When I was a kid I remember running around the yard trying to catch the wind in a jar. What a sight I was flailing about swinging a jar in one hand and slapping a lid on top of the jar with the other. But you know, no matter how hard I tried, I just couldn’t catch anything in my jar except maybe a bug every now and then. And I have to tell you, I tried hard…really hard.
The wind simply can not be contained no matter how hard you try. You can’t physically see it. You can’t touch it, hold it, catch it or stop it, but you can feel it as it whips through your hair or pushes against your body. You can hear it whistling through the trees and around the corners of buildings. You can even see the damage it leaves behind with broken branches, toppled power lines and damaged houses.
When the wind is blowing gently, it’s amazing to sit and watch the leaves as they fly through the air or the trees and grass as they dance together in rhythm. But its power can overtake even the strongest of the strong and cause problems that no one expected.
I view life much like the wind. Life is enjoyable and comforting when everything is going great, but then there comes a day—and we all have them—when destruction comes as we are hit with the brute force of a storm that no one saw coming.

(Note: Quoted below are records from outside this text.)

#![forbid(unsafe_code)]

//! # Floodgate
//!
//! Backpressure-aware write coordination for async Rust: absorb bursts of
//! typed records, batch them, persist them through a pluggable [`Sink`], and
//! push backpressure feedback to producers.
//!
//! ## Features
//!
//! - **Bounded queue** with high/low watermarks that publish
//!   [`FeedbackEvent`]s on boundary crossings only
//! - **Batching worker pool** with size- and time-bounded flushes
//! - **Retry policy** with exponential backoff, jitter, and pluggable
//!   failure classification
//! - **Circuit breaker** with single-trial half-open recovery
//! - **Dead-letter queue**: append-only JSONL capture of failed batches
//! - **Webhook broadcaster** (feature `webhook`) forwarding feedback events
//!   over HTTP
//!
//! ## Quick Start
//!
//! ```rust
//! use async_trait::async_trait;
//! use floodgate::{CoordinatorConfig, Sink, SinkError, WriteCoordinator};
//! use std::sync::Mutex;
//! use std::time::Duration;
//!
//! #[derive(Default)]
//! struct VecSink {
//!     rows: Mutex<Vec<u64>>,
//! }
//!
//! #[async_trait]
//! impl Sink<u64> for VecSink {
//!     async fn write(&self, batch: &[u64]) -> Result<(), SinkError> {
//!         self.rows.lock().unwrap().extend_from_slice(batch);
//!         Ok(())
//!     }
//! }
//!
//! #[tokio::main]
//! async fn main() -> Result<(), Box<dyn std::error::Error>> {
//!     let config = CoordinatorConfig {
//!         capacity: 1_000,
//!         workers: 2,
//!         batch_size: 100,
//!         flush_interval: Duration::from_millis(50),
//!         ..Default::default()
//!     };
//!     let coordinator = WriteCoordinator::new(VecSink::default(), config)?;
//!
//!     for tick in 0..500u64 {
//!         coordinator.submit(tick).await?;
//!     }
//!     coordinator.stop(Duration::from_secs(5)).await;
//!     Ok(())
//! }
//! ```

mod breaker;
mod config;
mod coordinator;
mod dlq;
mod error;
mod feedback;
mod queue;
mod retry;
mod sink;
mod sleeper;
mod worker;

pub mod metrics;
#[cfg(feature = "webhook")]
mod webhook;

// Re-exports
pub use breaker::{CircuitBreaker, CircuitState};
pub use config::{BreakerConfig, CoordinatorConfig, RetryConfig, WebhookConfig};
pub use coordinator::{CoordinatorBuilder, CoordinatorHealth, WriteCoordinator};
pub use dlq::{DeadLetterQueue, DlqError, DlqRecord};
pub use error::{
    CircuitOpen, ConfigError, EnqueueError, FailureKind, SinkError, SubmitError, SubmitManyError,
};
pub use feedback::{
    BackpressureLevel, FeedbackBus, FeedbackEvent, FeedbackSubscriber, SubscriptionId,
    FEEDBACK_SOURCE,
};
pub use queue::{BoundedQueue, OverflowStrategy, QueueOptions};
pub use retry::{default_classifier, RetryBuildError, RetryPolicy, RetryPolicyBuilder};
pub use sink::Sink;
pub use sleeper::{InstantSleeper, Sleeper, TokioSleeper, TrackingSleeper};
#[cfg(feature = "webhook")]
pub use webhook::HttpBroadcaster;

pub mod prelude;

Some days life gives you a party with lots of hugs and kisses. Other days it throws you down a flight of stairs leaving you battered, bruised and hurting. Although life doesn’t seem fair and at times appears to offer way more storms that sunny skies, I have learned a few things in the process of living it.
I may not be able to catch life in a jar in order to control how it behaves. I can’t touch it, hold it, or even stop events from happening, but I can live it and in living it I get this wonderful opportunity of being able to feel both the sadness and the joys it leaves behind.
Sometimes it leaves destruction in its path like heartaches, damaged finances, broken relationships and Multiple Sclerosis, but that doesn’t mean I’m supposed to stop living. It just means living is going to be a bit harder to manage than I expected.
I can’t control the direction it sends me in or the troubles it leaves along the way, but I do get to choose whether I will laugh or cry, sing or whine, bend or break. I also get the amazing opportunity to dance in the rain and stomp through the puddles that get left behind.
Today is a brand new day and it’s your day to shine…to shine through the storm. Don’t let what you’re going through keep you from living. And although life is something you can’t contain in a jar, you are stronger than anything it sends your way. Don’t lose hope. You got this!
And remember this: You wouldn’t know what a good day was without experiencing a bad day. You wouldn’t appreciate times of laughter if you had never cried. You would never know what true happiness was without going through times of despair. You are stronger because you’ve lived it all. You didn’t ask for this life you are living, but you are going to make it. You are a survivor.